Death of a Dissident (26 page)

Read Death of a Dissident Online

Authors: Alex Goldfarb

Tags: #Conspiracy Theories, #21st Century, #Biography, #Political Science, #Russia

August 19, 1998: Armed Islamic fundamentalists from the radical Wahhabi sect take over two villages in the southern Russian province
of Dagestan, declare a “separate Islamic territory,” and impose Sharia law. The Maskhadov government expects Russia to crack down on the insurgents. Instead, Russian Interior Minister Sergei Stepashin negotiates a formula allowing the Wahhabi to remain in the villages indefinitely.
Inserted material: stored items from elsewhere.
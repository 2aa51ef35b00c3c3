//! Root finders behind ray aiming.
//!
//! Purpose
//! -------
//! Solve the pupil-map equations used by the aiming solver: a 1-D secant
//! iteration (`roots::find_root_secant`) for the marginal rays and argmin's
//! Gauss–Newton method with a forward-difference Jacobian for the chief ray.
//!
//! Key behaviors
//! -------------
//! - Both solvers take fallible closures. The backends only see `f64` or
//!   argmin's boxed error, so the first [`AimError`] a closure raises is
//!   parked and returned in place of whatever the backend reports.
//! - Non-finite function values, a flat secant slope, or a singular Jacobian
//!   are [`AimError::StopNotReached`]; running out of iterations is
//!   [`AimError::NonConvergence`]. The two are never conflated.
//!
//! Conventions
//! -----------
//! - The secant tolerance is absolute, on both the residual and the step.
//! - The Gauss–Newton tolerance is on the change of `‖f(x)‖` between
//!   iterations; an exact zero stops the run immediately.
use std::cell::{Cell, RefCell};

use argmin::core::{Error, Executor, Jacobian, Operator, State, TerminationReason};
use argmin::solver::gaussnewton::GaussNewton;
use nalgebra::{DMatrix, DVector};
use roots::{SearchError, SimpleConvergency, find_root_secant};

use crate::aiming::errors::{AimError, AimResult};

fn finite_or_lost(value: f64) -> AimResult<f64> {
    if value.is_finite() {
        Ok(value)
    } else {
        Err(AimError::StopNotReached {
            reason: "Probe ray produced a non-finite pupil coordinate.",
        })
    }
}

/// secant — 1-D root of `f` from two starting points.
///
/// Parameters
/// ----------
/// - `f`: fallible scalar function.
/// - `x0`, `x1`: distinct starting points.
/// - `tol`: absolute tolerance on `|f|` and on the step.
/// - `max_iter`: maximum number of secant updates.
///
/// Errors
/// ------
/// - Errors returned by `f` are propagated unchanged.
/// - [`AimError::StopNotReached`] for non-finite values or a flat slope.
/// - [`AimError::NonConvergence`] after `max_iter` updates.
pub fn secant<F>(f: F, x0: f64, x1: f64, tol: f64, max_iter: usize) -> AimResult<f64>
where
    F: Fn(f64) -> AimResult<f64>,
{
    let closure_err: RefCell<Option<AimError>> = RefCell::new(None);
    let last = Cell::new(f64::NAN);
    let g = |x: f64| -> f64 {
        if closure_err.borrow().is_some() {
            return f64::NAN;
        }
        if !x.is_finite() {
            *closure_err.borrow_mut() = Some(flat());
            return f64::NAN;
        }
        match f(x).and_then(finite_or_lost) {
            Ok(value) => {
                last.set(value);
                value
            }
            Err(e) => {
                *closure_err.borrow_mut() = Some(e);
                f64::NAN
            }
        }
    };
    let mut convergency = SimpleConvergency { eps: tol, max_iter };
    let found = find_root_secant(x0, x1, &g, &mut convergency);

    if let Some(err) = closure_err.into_inner() {
        return Err(err);
    }
    found.map_err(|err| match err {
        SearchError::NoConvergency => {
            AimError::NonConvergence { iterations: max_iter, residual: last.get().abs() }
        }
        _ => flat(),
    })
}

fn flat() -> AimError {
    AimError::StopNotReached { reason: "Pupil coordinate is flat along the search axis." }
}

/// A square system `f(x) = 0` posed for argmin: `f` is the operator and the
/// Jacobian is a forward difference with step `step`.
struct SquareSystem<F> {
    f: F,
    step: f64,
}

impl<F> SquareSystem<F>
where
    F: Fn(&DVector<f64>) -> AimResult<DVector<f64>>,
{
    fn eval(&self, x: &DVector<f64>) -> AimResult<DVector<f64>> {
        let fx = (self.f)(x)?;
        for v in fx.iter() {
            finite_or_lost(*v)?;
        }
        Ok(fx)
    }
}

impl<F> Operator for SquareSystem<F>
where
    F: Fn(&DVector<f64>) -> AimResult<DVector<f64>>,
{
    type Param = DVector<f64>;
    type Output = DVector<f64>;

    fn apply(&self, x: &Self::Param) -> Result<Self::Output, Error> {
        Ok(self.eval(x)?)
    }
}

impl<F> Jacobian for SquareSystem<F>
where
    F: Fn(&DVector<f64>) -> AimResult<DVector<f64>>,
{
    type Param = DVector<f64>;
    type Jacobian = DMatrix<f64>;

    fn jacobian(&self, x: &Self::Param) -> Result<Self::Jacobian, Error> {
        let fx = self.eval(x)?;
        let mut jac = DMatrix::<f64>::zeros(fx.len(), x.len());
        for j in 0..x.len() {
            let mut xp = x.clone();
            xp[j] += self.step;
            let fp = self.eval(&xp)?;
            jac.set_column(j, &((fp - &fx) / self.step));
        }
        Ok(jac)
    }
}

/// Recover a closure's own error from argmin; anything else argmin raises
/// here comes from inverting `JᵀJ`.
fn own_or_singular(err: Error) -> AimError {
    err.downcast::<AimError>()
        .unwrap_or(AimError::StopNotReached { reason: "Pupil map Jacobian is singular." })
}

/// gauss_newton — root of a square system `f(x) = 0`.
///
/// Runs argmin's [`GaussNewton`] from `x0`. For a square, nonsingular
/// Jacobian each step is the Newton step `Δx = −J⁻¹ f(x)`. Converges when
/// `‖f(x)‖` is exactly zero or changes by less than `tol` in one step.
///
/// # Errors
/// - Errors returned by `f` are propagated unchanged.
/// - [`AimError::InvalidOption`] for a non-positive or NaN `tol`.
/// - [`AimError::StopNotReached`] for non-finite values or a singular
///   Jacobian.
/// - [`AimError::NonConvergence`] after `max_iter` steps.
pub fn gauss_newton<F>(
    f: F, x0: DVector<f64>, step: f64, tol: f64, max_iter: usize,
) -> AimResult<DVector<f64>>
where
    F: Fn(&DVector<f64>) -> AimResult<DVector<f64>>,
{
    if tol.is_nan() || tol <= 0.0 {
        return Err(AimError::InvalidOption {
            name: "chief_xtol",
            value: tol,
            reason: "must be positive",
        });
    }
    let solver = GaussNewton::new().with_tolerance(tol).map_err(own_or_singular)?;
    let result = Executor::new(SquareSystem { f, step }, solver)
        .configure(|state| state.param(x0).max_iters(max_iter as u64).target_cost(0.0))
        .run()
        .map_err(own_or_singular)?;

    let state = result.state();
    let reached = matches!(
        state.get_termination_reason(),
        Some(TerminationReason::SolverConverged | TerminationReason::TargetCostReached)
    );
    if !reached {
        return Err(AimError::NonConvergence { iterations: max_iter, residual: state.get_cost() });
    }
    state.get_best_param().cloned().ok_or(AimError::NonConvergence {
        iterations: max_iter,
        residual: state.get_cost(),
    })
}
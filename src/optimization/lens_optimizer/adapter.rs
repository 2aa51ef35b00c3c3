//! Adapter that exposes a [`MeritFunction`] as an `argmin` problem.
//!
//! The solver works in an unconstrained coordinate `z`; each entry maps to
//! its parameter through a [`BoundTransform`], so bounds hold for every
//! trial the solver proposes. Constraints enter the scalar cost as a
//! quadratic penalty. No analytic gradient exists, so the gradient is a
//! finite difference in parameter space chained through `dx/dz`.
//!
//! Saturating maps go flat for large `|z|`, which stalls line searches that
//! step far along a direction. Coordinates past [`Z_LIMIT`] are clamped
//! before mapping and pay a quadratic wall `(z − clamp(z))²` instead, so
//! the cost keeps a slope pointing back towards the feasible region.
use std::cell::RefCell;

use argmin::core::{CostFunction, Error, Gradient};

use crate::optimization::{
    errors::{OptError, OptResult},
    lens_optimizer::{
        finite_diff::{fd_scaling, scaled_gradient},
        traits::OptimizeOptions,
        types::{Cost, Grad, Theta},
        validation::validate_value,
    },
    merit::merit_function::MeritFunction,
    numerical_stability::transformations::{BoundTransform, Z_LIMIT},
};

/// Bridges a [`MeritFunction`] to `argmin`'s `CostFunction` and `Gradient`.
///
/// - `CostFunction::cost(z)` returns
///   `‖F(x)‖² + penalty · (‖h(x)‖² + ‖max(0, g(x))‖²)` at `x = x(z)`, plus
///   the saturation wall.
/// - `Gradient::gradient(z)` returns a finite-difference estimate of its
///   derivative with respect to `z`.
#[derive(Debug, Clone)]
pub struct ArgMinAdapter<'a> {
    merit_fn: MeritFunction<'a>,
    transforms: Vec<BoundTransform>,
    scales: Theta,
    fd_scaling: Theta,
    penalty: f64,
}

impl<'a> ArgMinAdapter<'a> {
    /// Construct an adapter from a bound merit function and run options.
    ///
    /// # Errors
    /// [`OptError::InvalidBounds`] for inconsistent parameter bounds.
    pub fn new(merit_fn: MeritFunction<'a>, opts: &OptimizeOptions) -> OptResult<Self> {
        let parameters = merit_fn.merit().parameters();
        let transforms = parameters
            .iter()
            .map(|p| {
                let (lower, upper) = p.bounds();
                BoundTransform::from_bounds(p.name(), lower, upper)
            })
            .collect::<OptResult<Vec<_>>>()?;
        let scales: Theta = parameters.iter().map(|p| p.scale()).collect();
        let fd_scaling = fd_scaling(&scales, opts.diff_step);
        Ok(Self { merit_fn, transforms, scales, fd_scaling, penalty: opts.penalty })
    }

    pub fn merit_fn(&self) -> &MeritFunction<'a> {
        &self.merit_fn
    }

    pub fn transforms(&self) -> &[BoundTransform] {
        &self.transforms
    }

    /// Parameter vector for solver coordinates `z`, clamped to [`Z_LIMIT`].
    pub fn to_bounded(&self, z: &Theta) -> Theta {
        z.iter().zip(&self.transforms).map(|(&zi, t)| t.to_bounded(t.clamp(zi))).collect()
    }

    /// Solver coordinates for parameter vector `x`, never past [`Z_LIMIT`].
    pub fn to_unbounded(&self, x: &Theta) -> Theta {
        x.iter().zip(&self.transforms).map(|(&xi, t)| t.clamp(t.to_unbounded(xi))).collect()
    }

    /// `Σ (z − clamp(z))²`; zero inside the limit.
    pub fn wall(&self, z: &Theta) -> Cost {
        z.iter().zip(&self.transforms).map(|(&zi, t)| (zi - t.clamp(zi)).powi(2)).sum()
    }

    /// Length in `z` of one parameter scale at `z`, at most [`Z_LIMIT`]; the
    /// initial simplex edge for Nelder–Mead.
    pub fn unit_steps(&self, z: &Theta) -> Theta {
        z.iter()
            .zip(&self.transforms)
            .zip(&self.scales)
            .map(|((&zi, t), &scale)| {
                let slope = t.derivative(zi).abs();
                if slope > 0.0 { (scale / slope).min(Z_LIMIT) } else { scale }
            })
            .collect()
    }

    /// Penalized cost at parameter vector `x`.
    ///
    /// # Errors
    /// - Anything the merit evaluation raises.
    /// - [`OptError::NonFiniteCost`] if the cost is NaN or infinite.
    pub fn cost_at(&self, x: &Theta) -> OptResult<Cost> {
        let cost = self.merit_fn.evaluate(x)?.penalized_cost(self.penalty);
        validate_value(cost)?;
        Ok(cost)
    }
}

impl CostFunction for ArgMinAdapter<'_> {
    type Param = Theta;
    type Output = Cost;

    fn cost(&self, z: &Self::Param) -> Result<Self::Output, Error> {
        Ok(self.cost_at(&self.to_bounded(z))? + self.wall(z))
    }
}

impl Gradient for ArgMinAdapter<'_> {
    type Param = Theta;
    type Gradient = Grad;

    /// Finite-difference gradient of the cost at `z`.
    ///
    /// The FD closure must return `f64`, so we can’t use `?` inside it; we
    /// capture the first error in `closure_err` and return `NaN` from the
    /// closure. [`scaled_gradient`] turns a captured error back into a real
    /// one (after retrying with forward differences).
    fn gradient(&self, z: &Self::Param) -> Result<Self::Gradient, Error> {
        let closure_err: RefCell<Option<Error>> = RefCell::new(None);
        let cost_func = |x: &Theta| -> f64 {
            match self.cost_at(x) {
                Ok(val) => val,
                Err(e) => {
                    let mut slot = closure_err.borrow_mut();
                    if slot.is_none() {
                        *slot = Some(e.into());
                    }
                    f64::NAN
                }
            }
        };
        let x = self.to_bounded(z);
        let grad_x = scaled_gradient(&x, &self.fd_scaling, &cost_func, &closure_err)?;
        let grad: Grad = z
            .iter()
            .zip(&self.transforms)
            .zip(grad_x.iter())
            .map(|((&zi, t), &gx)| {
                let zc = t.clamp(zi);
                if zc == zi { gx * t.derivative(zi) } else { 2.0 * (zi - zc) }
            })
            .collect();
        if let Some((index, &value)) = grad.iter().enumerate().find(|(_, v)| !v.is_finite()) {
            return Err(OptError::InvalidGradient {
                index,
                value,
                reason: "Gradient elements must be finite.",
            }
            .into());
        }
        Ok(grad)
    }
}
//! Test systems shared by the unit tests.
use crate::{
    optics::{element::Element, material::Material, object::Object},
    system::system::System,
};

pub(crate) fn bk7() -> Material {
    Material::glass("N-BK7", 1.5168, 64.17).unwrap()
}

/// Biconvex singlet (c = ±0.05, t = 2) with a unit stop 5 in front of it,
/// object at infinity, 0.05 rad half field. Image plane 19 behind the lens,
/// just short of the paraxial focus.
pub(crate) fn front_stop_singlet() -> System {
    System::new(
        "front stop singlet",
        Object::infinite(0.05).unwrap(),
        vec![
            Element::aperture([0.0, 0.0, 5.0], 1.0).unwrap(),
            Element::surface([0.0, 0.0, 5.0], 3.0, 0.05, bk7()).unwrap(),
            Element::surface([0.0, 0.0, 2.0], 3.0, -0.05, Material::air()).unwrap(),
        ],
        Element::image([0.0, 0.0, 19.0], 5.0).unwrap(),
    )
}

/// The same singlet with a 0.5 stop 3 behind it.
pub(crate) fn rear_stop_singlet() -> System {
    System::new(
        "rear stop singlet",
        Object::infinite(0.05).unwrap(),
        vec![
            Element::surface([0.0, 0.0, 5.0], 3.0, 0.05, bk7()).unwrap(),
            Element::surface([0.0, 0.0, 2.0], 3.0, -0.05, Material::air()).unwrap(),
            Element::aperture([0.0, 0.0, 3.0], 0.5).unwrap(),
        ],
        Element::image([0.0, 0.0, 16.0], 5.0).unwrap(),
    )
}
//! Configuration for chief/marginal ray aiming.
//!
//! The probe step and the two tolerances are plain configuration. The
//! defaults reproduce the classic behavior: a coarse tolerance for the
//! 2-D chief solve and a tight absolute tolerance for the 1-D marginal
//! solves.
use std::str::FromStr;

use crate::aiming::errors::{AimError, AimResult};

pub const DEFAULT_PROBE_STEP: f64 = 1e-3;
pub const DEFAULT_CHIEF_XTOL: f64 = 1e-2;
pub const DEFAULT_MARGINAL_TOL: f64 = 1.48e-8;
pub const DEFAULT_MAX_ITER: usize = 50;

/// How a chief or marginal launch coordinate is found.
///
/// - `Paraxial`: one linear extrapolation from probe evaluations; cheap and
///   accurate only near the axis.
/// - `Exact`: iterate a root finder on the real-ray pupil map.
#[derive(Debug, Clone, Copy, PartialEq, Eq, Default)]
pub enum AimStrategy {
    #[default]
    Paraxial,
    Exact,
}

impl FromStr for AimStrategy {
    type Err = AimError;

    fn from_str(s: &str) -> Result<Self, Self::Err> {
        match s.to_lowercase().as_str() {
            "paraxial" => Ok(AimStrategy::Paraxial),
            "exact" => Ok(AimStrategy::Exact),
            _ => Err(AimError::InvalidOption {
                name: "strategy",
                value: f64::NAN,
                reason: "Valid options are case insensitive 'Paraxial' or 'Exact'.",
            }),
        }
    }
}

/// Ray-aiming options.
///
/// Fields
/// ------
/// - `probe_step`: launch-coordinate step `d` used for extrapolation, for
///   the forward-difference Jacobian, and to seed the secant solves.
/// - `chief_xtol`: tolerance on the change of the pupil residual norm
///   between steps of the exact chief solve.
/// - `marginal_tol`: absolute tolerance on the residual and the step of the
///   exact marginal solves.
/// - `max_iter`: iteration budget per root find.
/// - `chief`, `marginal`: strategy per ray family.
#[derive(Debug, Clone, Copy, PartialEq)]
pub struct AimOptions {
    pub probe_step: f64,
    pub chief_xtol: f64,
    pub marginal_tol: f64,
    pub max_iter: usize,
    pub chief: AimStrategy,
    pub marginal: AimStrategy,
}

impl AimOptions {
    /// Construct validated options.
    ///
    /// # Errors
    /// [`AimError::InvalidOption`] if a step or tolerance is non-finite or
    /// not strictly positive, or if `max_iter == 0`.
    pub fn new(
        probe_step: f64, chief_xtol: f64, marginal_tol: f64, max_iter: usize, chief: AimStrategy,
        marginal: AimStrategy,
    ) -> AimResult<Self> {
        for (name, value) in
            [("probe_step", probe_step), ("chief_xtol", chief_xtol), ("marginal_tol", marginal_tol)]
        {
            if !value.is_finite() || value <= 0.0 {
                return Err(AimError::InvalidOption {
                    name,
                    value,
                    reason: "Must be finite and strictly positive.",
                });
            }
        }
        if max_iter == 0 {
            return Err(AimError::InvalidOption {
                name: "max_iter",
                value: 0.0,
                reason: "Must be greater than zero.",
            });
        }
        Ok(Self { probe_step, chief_xtol, marginal_tol, max_iter, chief, marginal })
    }

    /// Default tolerances with both families solved on real rays.
    pub fn exact() -> Self {
        Self { chief: AimStrategy::Exact, marginal: AimStrategy::Exact, ..Self::default() }
    }
}

impl Default for AimOptions {
    fn default() -> Self {
        Self {
            probe_step: DEFAULT_PROBE_STEP,
            chief_xtol: DEFAULT_CHIEF_XTOL,
            marginal_tol: DEFAULT_MARGINAL_TOL,
            max_iter: DEFAULT_MAX_ITER,
            chief: AimStrategy::Paraxial,
            marginal: AimStrategy::Paraxial,
        }
    }
}
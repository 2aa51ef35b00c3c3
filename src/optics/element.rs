//! Elements of the sequential chain and their propagation capabilities.
//!
//! Purpose
//! -------
//! Represent one node of the chain between object and image: its offset
//! from the previous vertex, clear aperture, the medium behind it, and the
//! surface geometry. Each element knows how to carry exact rays and the two
//! paraxial rays across itself; the system only sequences these calls.
//!
//! Key behaviors
//! -------------
//! - [`ElementKind`] is fixed at construction; [`Element::is_stop`] is the
//!   single source of truth for "this is the aperture stop".
//! - [`Element::propagate`] transfers, intersects, and refracts exact rays,
//!   flagging vignetting instead of failing.
//! - [`Element::propagate_paraxial`] and [`Element::aberration3`] update a
//!   [`ParaxialTrace`] row in place.
//!
//! Conventions
//! -----------
//! - `material` is the medium *after* the element; `None` leaves the
//!   incoming medium unchanged (stops, image, phantom surfaces).
//! - Paraxial slopes are tangents; the Seidel columns are
//!   `[SI, SII, SIII, SIV, SV, CI, CII]`.
use crate::{
    optics::{
        errors::{OpticsError, OpticsResult},
        material::Material,
        optic::{Optic, Spherical},
        rays::Rays,
    },
    system::paraxial::ParaxialTrace,
};

/// Number of third-order coefficients tracked per surface.
pub const ABERRATION3_TERMS: usize = 7;

#[derive(Debug, Clone, Copy, PartialEq, Eq)]
pub enum ElementKind {
    /// Refracting surface.
    Surface,
    /// Aperture stop: the reference plane for pupil coordinates.
    Aperture,
    /// Image plane.
    Image,
}

#[derive(Debug, Clone)]
pub struct Element {
    kind: ElementKind,
    /// Offset of this vertex from the previous one.
    pub origin: [f64; 3],
    /// Clear-aperture radius.
    pub radius: f64,
    /// Medium after this element.
    pub material: Option<Material>,
    optic: Box<dyn Optic>,
}

impl Element {
    /// Construct a validated element.
    ///
    /// # Errors
    /// - [`OpticsError::InvalidRadius`] unless `radius > 0` (infinity allowed).
    /// - [`OpticsError::NonFiniteOrigin`] for NaN or infinite offsets.
    pub fn new(
        kind: ElementKind, origin: [f64; 3], radius: f64, material: Option<Material>,
        optic: Box<dyn Optic>,
    ) -> OpticsResult<Self> {
        if radius.is_nan() || radius <= 0.0 {
            return Err(OpticsError::InvalidRadius {
                radius,
                reason: "Clear-aperture radius must be positive.",
            });
        }
        for (axis, &value) in origin.iter().enumerate() {
            if !value.is_finite() {
                return Err(OpticsError::NonFiniteOrigin { axis, value });
            }
        }
        Ok(Self { kind, origin, radius, material, optic })
    }

    /// Spherical refracting surface followed by `material`.
    pub fn surface(
        origin: [f64; 3], radius: f64, curvature: f64, material: Material,
    ) -> OpticsResult<Self> {
        Self::new(
            ElementKind::Surface,
            origin,
            radius,
            Some(material),
            Box::new(Spherical::new(curvature)),
        )
    }

    /// Flat aperture stop.
    pub fn aperture(origin: [f64; 3], radius: f64) -> OpticsResult<Self> {
        Self::new(ElementKind::Aperture, origin, radius, None, Box::new(Spherical::flat()))
    }

    /// Flat image plane.
    pub fn image(origin: [f64; 3], radius: f64) -> OpticsResult<Self> {
        Self::new(ElementKind::Image, origin, radius, None, Box::new(Spherical::flat()))
    }

    pub fn kind(&self) -> ElementKind {
        self.kind
    }

    pub fn is_stop(&self) -> bool {
        self.kind == ElementKind::Aperture
    }

    pub fn optic(&self) -> &dyn Optic {
        self.optic.as_ref()
    }

    pub fn curvature(&self) -> f64 {
        self.optic.curvature()
    }

    pub fn set_curvature(&mut self, curvature: f64) {
        self.optic.set_curvature(curvature);
    }

    /// Mirror the element geometry for a reversed chain.
    pub fn revert(&mut self) {
        self.optic.revert();
    }

    fn index_after(&self, incoming: f64, wavelength: f64) -> f64 {
        self.material.as_ref().map_or(incoming, |m| m.refractive_index(wavelength))
    }

    /// Carry exact rays from the previous vertex across this element.
    ///
    /// The returned batch is in this element's local frame with
    /// `end_positions` on the surface.
    pub fn propagate(&self, rays: &Rays) -> Rays {
        let mut out = rays.clone();
        let n1 = rays.refractive_index;
        let n2 = self.index_after(n1, rays.wavelength);
        let mu = n1 / n2;
        for i in 0..rays.len() {
            let p0 = Rays::row(&rays.positions, i);
            let u = Rays::row(&rays.angles, i);
            let p = [p0[0] - self.origin[0], p0[1] - self.origin[1], p0[2] - self.origin[2]];
            let Some(t) = self.optic.intersect(p, u) else {
                out.end_positions.row_mut(i).fill(f64::NAN);
                out.positions.row_mut(i).fill(f64::NAN);
                out.vignetted[i] = true;
                continue;
            };
            let q = [p[0] + t * u[0], p[1] + t * u[1], p[2] + t * u[2]];
            if q[0].hypot(q[1]) > self.radius {
                out.vignetted[i] = true;
            }
            for k in 0..3 {
                out.end_positions[[i, k]] = q[k];
                out.positions[[i, k]] = q[k];
            }
            if mu == 1.0 {
                continue;
            }
            let mut nrm = self.optic.normal(q);
            let mut cos_i = u[0] * nrm[0] + u[1] * nrm[1] + u[2] * nrm[2];
            if cos_i < 0.0 {
                nrm = [-nrm[0], -nrm[1], -nrm[2]];
                cos_i = -cos_i;
            }
            let k = 1.0 - mu * mu * (1.0 - cos_i * cos_i);
            if k < 0.0 {
                // total internal reflection
                out.vignetted[i] = true;
                continue;
            }
            let g = k.sqrt() - mu * cos_i;
            for j in 0..3 {
                out.angles[[i, j]] = mu * u[j] + g * nrm[j];
            }
        }
        out.refractive_index = n2;
        out
    }

    /// Transfer and refract the marginal and chief paraxial rays into row
    /// `index` of `trace`.
    pub fn propagate_paraxial(&self, index: usize, trace: &mut ParaxialTrace) {
        let t = self.origin[2];
        let n0 = trace.n[index - 1];
        let n = self.index_after(n0, trace.wavelength);
        let c = self.optic.curvature();
        for k in 0..2 {
            let y = trace.y[[index - 1, k]] + t * trace.u[[index - 1, k]];
            let u = (n0 * trace.u[[index - 1, k]] - y * c * (n - n0)) / n;
            trace.y[[index, k]] = y;
            trace.u[[index, k]] = u;
        }
        trace.n[index] = n;
        trace.c[index] = c;
        trace.dn[index] = self.material.as_ref().map_or(trace.dn[index - 1], |m| m.dispersion());
    }

    /// Third-order surface contributions at row `index`; call after
    /// [`Element::propagate_paraxial`] for the same row.
    pub fn aberration3(&self, index: usize, trace: &mut ParaxialTrace) {
        let (n0, n, c) = (trace.n[index - 1], trace.n[index], trace.c[index]);
        let (y, yc) = (trace.y[[index, 0]], trace.y[[index, 1]]);
        let (u0, u0c) = (trace.u[[index - 1, 0]], trace.u[[index - 1, 1]]);
        let u = trace.u[[index, 0]];

        let a = n0 * (u0 + y * c);
        let abar = n0 * (u0c + yc * c);
        let lagrange = n0 * (u0c * y - u0 * yc);
        let du_n = u / n - u0 / n0;
        let d_inv_n = 1.0 / n - 1.0 / n0;
        let d_color = trace.dn[index] / n - trace.dn[index - 1] / n0;

        let s1 = -a * a * y * du_n;
        let s2 = -a * abar * y * du_n;
        let s3 = -abar * abar * y * du_n;
        let s4 = -lagrange * lagrange * c * d_inv_n;
        let s5 = if a == 0.0 { 0.0 } else { abar / a * (s3 + s4) };
        let c1 = a * y * d_color;
        let c2 = abar * y * d_color;

        let mut row = trace.aberration3.row_mut(index);
        for (slot, v) in row.iter_mut().zip([s1, s2, s3, s4, s5, c1, c2]) {
            *slot = v;
        }
    }
}

#[cfg(test)]
mod tests {
    use super::*;
    use approx::assert_abs_diff_eq;
    use ndarray::array;

    fn one_ray(position: [f64; 3], direction: [f64; 3]) -> Rays {
        let mut rays = Rays::new(589.3e-9, [0.0, 0.0])
            .with_launch(
                array![[position[0], position[1], position[2]]],
                array![[direction[0], direction[1], direction[2]]],
            )
            .unwrap();
        rays.refractive_index = 1.0;
        rays
    }

    #[test]
    // Purpose
    // -------
    // Refraction at a flat air/glass boundary obeys Snell's law and keeps
    // the direction normalized.
    fn flat_refraction_obeys_snell() {
        // Arrange
        let glass = Material::glass("n15", 1.5, f64::INFINITY).unwrap();
        let element = Element::surface([0.0, 0.0, 2.0], 10.0, 0.0, glass).unwrap();
        let s = 0.3_f64;
        let rays = one_ray([0.0, 0.0, 0.0], [0.0, s, (1.0 - s * s).sqrt()]);

        // Act
        let out = element.propagate(&rays);

        // Assert
        assert_abs_diff_eq!(out.angles[[0, 1]], s / 1.5, epsilon = 1e-12);
        let norm: f64 = out.angles.row(0).iter().map(|v| v * v).sum();
        assert_abs_diff_eq!(norm, 1.0, epsilon = 1e-12);
        assert_abs_diff_eq!(out.end_positions[[0, 2]], 0.0, epsilon = 1e-12);
        let expected_y = 2.0 * s / (1.0 - s * s).sqrt();
        assert_abs_diff_eq!(out.end_positions[[0, 1]], expected_y, epsilon = 1e-12);
        assert_eq!(out.refractive_index, 1.5);
        assert!(!out.vignetted[0]);
    }

    #[test]
    // Purpose
    // -------
    // Vignetting is recorded as data: rays outside the clear aperture keep
    // their coordinates, rays missing the surface become NaN.
    fn vignetting_is_flagged_not_raised() {
        // Arrange
        let stop = Element::aperture([0.0, 0.0, 1.0], 1.0).unwrap();
        let ball = Element::surface([0.0, 0.0, 1.0], 10.0, 1.0, Material::air()).unwrap();
        let outside = one_ray([2.0, 0.0, 0.0], [0.0, 0.0, 1.0]);
        let miss = one_ray([3.0, 0.0, 0.0], [0.0, 0.0, 1.0]);

        // Act
        let clipped = stop.propagate(&outside);
        let missed = ball.propagate(&miss);

        // Assert
        assert!(clipped.vignetted[0]);
        assert_eq!(clipped.end_positions[[0, 0]], 2.0);
        assert!(missed.vignetted[0]);
        assert!(missed.end_positions[[0, 0]].is_nan());
    }

    #[test]
    // Purpose
    // -------
    // Kinds are fixed at construction and only apertures are stops.
    fn only_apertures_are_stops() {
        let stop = Element::aperture([0.0; 3], 1.0).unwrap();
        let image = Element::image([0.0; 3], 1.0).unwrap();
        let surface = Element::surface([0.0; 3], 1.0, 0.1, Material::air()).unwrap();
        assert!(stop.is_stop());
        assert!(!image.is_stop());
        assert!(!surface.is_stop());
        assert_eq!(image.kind(), ElementKind::Image);
    }

    #[test]
    fn invalid_radius_and_origin_are_rejected() {
        assert!(matches!(
            Element::aperture([0.0; 3], 0.0),
            Err(OpticsError::InvalidRadius { .. })
        ));
        assert!(matches!(
            Element::image([0.0, f64::NAN, 0.0], 1.0),
            Err(OpticsError::NonFiniteOrigin { axis: 1, .. })
        ));
    }
}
In the meantime, the hostage situation in Chechnya deteriorates. More than one hundred people are held in captivity. Russian Deputy Interior Minister Vladimir Rushailo, assisted by Boris Berezovsky, begins direct negotiations with the hostage-takers, bypassing Maskhadov’s officials. He secures release of more than fifty captives. On September 20, Berezovsky flies two Britons, Jon James and Camilla Carr, who have spent fourteen months in captivity, to freedom. Berezovsky denies paying any ransom
.

The ascent of Primakov hurt Boris far beyond his plans for Aeroflot. His principal remaining avenues of influence were Chief of Staff Valentin Yumashev and Yeltsin’s daughter Tatyana, but they too were weakened. Yeltsin himself went into an apparent depression after having been forced to appoint a government that he did not like. Before the crisis, the Kremlin exercised control of the cabinet through appointments and firings of its ministers. But the newly empowered prime minister did not owe his position to the president, and Yeltsin could not afford to dismiss him, at least for now. If anything, it was the prime minister who was able to pressure the president over high-level appointments. For the sake of restoring stability, Primus argued, it would be much better if there were people in the Kremlin with whom the White House was on the same wavelength.

Boris’s influence was visibly in decline. The crowds at The Club were gone. Its bar, with the stuffed crocodile in the corner, stood deserted. Worse, at the beginning of November, Boris found himself the focus of a vicious public debate about Jews and their alleged responsibility for Russia’s economic woes. It started with a Communist member of the Duma, Gen. Albert Makashev, who spoke at a rally in the southwestern industrial city of Samara. He claimed that
zhidy—
a Russian slur for Jews—in and around Yeltsin were responsible for the country’s mess. The crowd cheered and applauded.
They “drink the blood of the indigenous peoples of the state; they are destroying industry and agriculture,” Makashev declared. Journalists immediately rushed to Boris for comment. Boris Berezovsky and his friends in the Kremlin personified a “Zionist conspiracy” to a major swath of the population.

As Boris was digging in his heels, expecting hostile action from the new prime minister, Sasha and his friends were on a collision course with the new FSB director.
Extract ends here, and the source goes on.